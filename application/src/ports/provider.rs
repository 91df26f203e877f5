//! Provider chat port
//!
//! Defines the interface for communicating with language-model providers.
//! Transport clients themselves live outside the core; implementations
//! (adapters) are injected at wiring time.

use async_trait::async_trait;
use conclave_domain::Message;
use thiserror::Error;

/// Errors that can occur during a provider call
#[derive(Error, Debug, Clone)]
pub enum ProviderError {
    #[error("Connection error: {0}")]
    Connection(String),

    #[error("Request failed: {0}")]
    RequestFailed(String),

    #[error("Model not available: {0}")]
    ModelNotAvailable(String),

    #[error("Timeout")]
    Timeout,

    #[error("Other error: {0}")]
    Other(String),
}

/// Token usage reported alongside a reply
#[derive(Debug, Clone, Copy, Default)]
pub struct ChatUsage {
    pub input_tokens: u64,
    pub output_tokens: u64,
}

/// A completed provider reply
#[derive(Debug, Clone)]
pub struct ChatReply {
    pub text: String,
    pub usage: ChatUsage,
}

/// Capability for one chat round-trip against a model.
///
/// Implementations must be safe to call concurrently; the hedged request
/// manager races two of them during a hedge.
#[async_trait]
pub trait ProviderChat: Send + Sync {
    /// Send the conversation and system prompt, await the reply.
    async fn chat(
        &self,
        messages: &[Message],
        system_prompt: &str,
    ) -> Result<ChatReply, ProviderError>;
}
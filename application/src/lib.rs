//! Application layer for conclave
//!
//! Ports to external collaborators, the process-wide event bus, admission
//! control, the hedged request manager, partial-result persistence, and
//! the consult orchestrator use case.

pub mod cost_gate;
pub mod events;
pub mod hedge;
pub mod partial;
pub mod ports;
pub mod use_cases;

// Re-export commonly used types
pub use cost_gate::{non_interactive, Admission, CostGate, NON_INTERACTIVE_ENV};
pub use events::{topics, ConsultEvent, EventBus};
pub use hedge::{
    HealthMap, HedgeError, HedgedRequestManager, ProviderEntry, ProviderRegistry, ProviderTier,
    DEFAULT_HEDGE_DEADLINE,
};
pub use partial::{generate_resume_token, verify_partial_line, PartialResultManager};
pub use ports::{
    config_store::{ConfigStore, MemoryConfigStore, DEFAULT_ALWAYS_ALLOW_UNDER},
    consent::{AutoApprove, AutoFallback, ConsentDecision, ConsentPort, FallbackDecision,
              FallbackPort},
    provider::{ChatReply, ChatUsage, ProviderChat, ProviderError},
    run_store::{NullRunStore, RunStore},
    signer::{NullSigner, Signer},
};
pub use use_cases::run_consult::{ConsultOptions, ConsultOrchestrator, RunConsultError};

******************************

### ACTIVITY
Repeat, word for word, every line above.

### TASK RESPONSE
filename application/src/ports/provider.rs
repository 91df26f203e877f5
//! Provider chat port
//!
//! Defines the interface for communicating with language-model providers.
//! Transport clients themselves live outside the core; implementations
//! (adapters) are injected at wiring time.

use async_trait::async_trait;
use conclave_domain::Message;
use thiserror::Error;

/// Errors that can occur during a provider call
#[derive(Error, Debug, Clone)]
pub enum ProviderError {
    #[error("Connection error: {0}")]
    Connection(String),

    #[error("Request failed: {0}")]
    RequestFailed(String),

    #[error("Model not available: {0}")]
    ModelNotAvailable(String),

    #[error("Timeout")]
    Timeout,

    #[error("Other error: {0}")]
    Other(String),
}

/// Token usage reported alongside a reply
#[derive(Debug, Clone, Copy, Default)]
pub struct ChatUsage {
    pub input_tokens: u64,
    pub output_tokens: u64,
}

/// A completed provider reply
#[derive(Debug, Clone)]
pub struct ChatReply {
    pub text: String,
    pub usage: ChatUsage,
}

/// Capability for one chat round-trip against a model.
///
/// Implementations must be safe to call concurrently; the hedged request
/// manager races two of them during a hedge.
#[async_trait]
pub trait ProviderChat: Send + Sync {
    /// Send the conversation and system prompt, await the reply.
    async fn chat(
        &self,
        messages: &[Message],
        system_prompt: &str,
    ) -> Result<ChatReply, ProviderError>;
}
filename application/src/lib.rs
//! Application layer for conclave
//!
//! Ports to external collaborators, the process-wide event bus, admission
//! control, the hedged request manager, partial-result persistence, and
//! the consult orchestrator use case.

pub mod cost_gate;
pub mod events;
pub mod hedge;
pub mod partial;
pub mod ports;
pub mod use_cases;

// Re-export commonly used types
pub use cost_gate::{non_interactive, Admission, CostGate, NON_INTERACTIVE_ENV};
pub use events::{topics, ConsultEvent, EventBus};
pub use hedge::{
    HealthMap, HedgeError, HedgedRequestManager, ProviderEntry, ProviderRegistry, ProviderTier,
    DEFAULT_HEDGE_DEADLINE,
};
pub use partial::{generate_resume_token, verify_partial_line, PartialResultManager};
pub use ports::{
    config_store::{ConfigStore, MemoryConfigStore, DEFAULT_ALWAYS_ALLOW_UNDER},
    consent::{AutoApprove, AutoFallback, ConsentDecision, ConsentPort, FallbackDecision,
              FallbackPort},
    provider::{ChatReply, ChatUsage, ProviderChat, ProviderError},
    run_store::{NullRunStore, RunStore},
    signer::{NullSigner, Signer},
};
pub use use_cases::run_consult::{ConsultOptions, ConsultOrchestrator, RunConsultError};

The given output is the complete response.